• Roberta Setimi

Comunicação: talento é um diferencial?


De uns anos pra cá, perdi a fé no talento e passei acreditar mais no treinamento. Tudo graças a um livro que mudou minha cabeça e, principalmente, minha carreira. Compartilho aqui a minha experiência.

Passei a vida acreditando que tinha muito talento com as palavras e pouca habilidade para lidar com as câmeras. Inclusive já tive chefes que reforçaram essa minha crença. "Você escreve mil vezes melhor do que apresenta". O que me aprisionava ainda mais nesse ciclo "sou-melhor-escrevendo-então-vou-continuar-escrevendo-porque-sou-melhor-escreve..." (you get the idea).

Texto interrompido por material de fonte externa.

use docsync_core::DocumentManager;
use docsync_core::cluster::{ClusterBridge, RelayChannel};
use docsync_core::storage::{DocStorage, MemoryStorage, SqliteStorage};
use docsync_server::{
    AppState, build_router,
    auth::TokenAuthenticator,
    config::Config,
    handlers::RelayHub,
    sync::ConnectionRegistry,
};
use std::sync::Arc;
use std::time::Duration;
use tokio::signal;
use tracing::{error, info, warn};
use tracing_subscriber::{layer::SubscriberExt, util::SubscriberInitExt};

const RELAY_RECONNECT_DELAY: Duration = Duration::from_secs(2);

#[tokio::main]
async fn main() {
    // Initialize tracing
    tracing_subscriber::registry()
        .with(
            tracing_subscriber::EnvFilter::try_from_default_env().unwrap_or_else(|_| {
                "docsync_server=debug,docsync_core=debug,tower_http=debug".into()
            }),
        )
        .with(tracing_subscriber::fmt::layer())
        .init();

    // Load configuration
    let config = match Config::from_env() {
        Ok(c) => c,
        Err(e) => {
            error!("Failed to load configuration: {}", e);
            std::process::exit(1);
        }
    };

    info!("Starting docsync server v{}", env!("CARGO_PKG_VERSION"));

    let storage: Arc<dyn DocStorage> = match &config.database_path {
        Some(path) => match SqliteStorage::open(path) {
            Ok(storage) => {
                info!("Database path: {:?}", path);
                Arc::new(storage)
            }
            Err(e) => {
                error!("Failed to open database: {}", e);
                std::process::exit(1);
            }
        },
        None => {
            warn!("DATABASE_PATH not set, documents are kept in memory only");
            Arc::new(MemoryStorage::new())
        }
    };

    let manager = DocumentManager::new(storage, config.manager_options());
    let registry = ConnectionRegistry::new();
    manager.add_callback(registry.clone());

    // Join the cluster
    let bridge = match &config.cluster_relay_url {
        Some(url) => match RelayChannel::connect(url, RELAY_RECONNECT_DELAY) {
            Ok(channel) => {
                info!("Cluster relay: {}", url);
                let bridge = ClusterBridge::new(Arc::new(channel), config.cluster_options());
                manager.add_callback(bridge.clone());
                Some(bridge)
            }
            Err(e) => {
                error!("Failed to configure cluster relay: {}", e);
                std::process::exit(1);
            }
        },
        None => None,
    };

    let relay_hub = config.cluster_hub.then(|| {
        info!("Serving cluster relay hub on /cluster");
        Arc::new(RelayHub::new())
    });

    manager.start().await;

    let state = AppState {
        manager: manager.clone(),
        registry,
        authenticator: Arc::new(TokenAuthenticator::new(config.auth_token.clone())),
        relay_hub,
    };
    let app = build_router(state);

    // Create listener
    let addr = config.server_addr();
    let listener = match tokio::net::TcpListener::bind(&addr).await {
        Ok(l) => l,
        Err(e) => {
            error!("Failed to bind to {}: {}", addr, e);
            std::process::exit(1);
        }
    };

    info!("Server listening on http://{}", addr);

    // Run server with graceful shutdown
    if let Err(e) = axum::serve(listener, app)
        .with_graceful_shutdown(shutdown_signal())
        .await
    {
        error!("Server error: {}", e);
    }

    manager.shutdown().await;
    if let Some(bridge) = bridge {
        bridge.shutdown().await;
    }

    info!("Server shut down gracefully");
}

async fn shutdown_signal() {
    let ctrl_c = async {
        if let Err(e) = signal::ctrl_c().await {
            error!("Failed to install Ctrl+C handler: {}", e);
            std::future::pending::<()>().await;
        }
    };

    #[cfg(unix)]
    let terminate = async {
        match signal::unix::signal(signal::unix::SignalKind::terminate()) {
            Ok(mut sigterm) => {
                sigterm.recv().await;
            }
            Err(e) => {
                error!("Failed to install SIGTERM handler: {}", e);
                std::future::pending::<()>().await;
            }
        }
    };

    #[cfg(not(unix))]
    let terminate = std::future::pending::<()>();

    tokio::select! {
        _ = ctrl_c => {},
        _ = terminate => {},
    }

    info!("Shutdown signal received");
}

A verdade é que sempre PRATIQUEI os textos. Aprendi a ler e escrever sozinha, antes dos seis anos, e durante a minha infância devorei livros de Monteiro Lobato, Ziraldo e tantos outros. Criei muitas histórias em quadrinhos para família e amigos. No colégio, minha matéria preferida era Português, mais especificamente redação. Percebi mais tarde (e já te conto como) que eu sempre amei escrever PORQUE comecei a praticar muito cedo e, PORTANTO, tornou-se algo natural pra mim. Algo que fazia com prazer. Sem esforço algum. E, inconscientemente, preferimos ficar na zona de conforto, não é mesmo?

Na Globo.com, trabalhei fazendo videos, mas não ficava satisfeita com o resultado. Tudo me incomodava: postura, voz, ritmo. "Meus textos são tao melhores! Vou continuar focando neles", pensava.

Até que, anos depois, surgiu a oportunidade de participar de um programa no Fox Sports. No vídeo. Um programa de entrevistas. Logo de entrevistas, que sempre foi a minha parte preferida da pauta... (adoro ouvir, descobrir novas historias e me colocar no lugar dos leitores/ouvintes/espectadores). Sem falar que era uma oportunidade de me comunicar com uma audiência bem maior... E quem faz Comunicação, quer mesmo é ser ouvido.

E foi nesse mesmo período, quando ainda sofria com minha performance e lutava bravamente contra o meu "destino" de falta de naturalidade diante das câmeras, que comecei a ler o tal livro lá do primeiro parágrafo.

O livro se chama Talent is Overrated (Talento é superestimado, em tradução livre), do autor Geoff Colvin. Ele defende que a prática consciente, consistente e planejada, o foco, a determinação e o estágio da vida que uma pessoa começa a desenvolver uma determinada habilidade é o que separa o "excelente" do "medíocre".

Não vou a fundo no livro, porque, pode não parecer, mas o assunto é polêmico. Tem muita gente apegada ao conceito de que "fulano nasceu pra isso". Eu desapeguei dessa crença. Foi a melhor coisa que eu fiz. Porque "não nasci" para as câmeras, mas desde que arregacei as mangas, treinei, treinei e treinei, fiz cursos com instrutores capacitados, treinei mais, pedi feedback de colegas mais experientes, pratiquei um pouquinho mais, fiz exaustivas sessões de fono, o "talento" até que começou a aparecer.

"Poderia ter começado tão antes...", já me passou pela cabeça. Poderia. Mas também poderia ter continuado acreditando nas minhas limitações, ao invés de superá-las. Hoje tenho consciência de que o que não sei fazer é porque não pratiquei (deliberadamente) o suficiente. E isso serve para tudo. O "talento", no fundo, é a motivação de cada um para se dedicar a um objetivo, procurar o treinamento adequado e levá-lo com determinação até o fim.

Espero que esse depoimento te ajude a evitar que as limitações moldem a sua carreira. Torço para que você molde as suas habilidades de acordo com seu objetivo.

Aguardo seu feedback e sugestões aqui nos comentários! Até breve!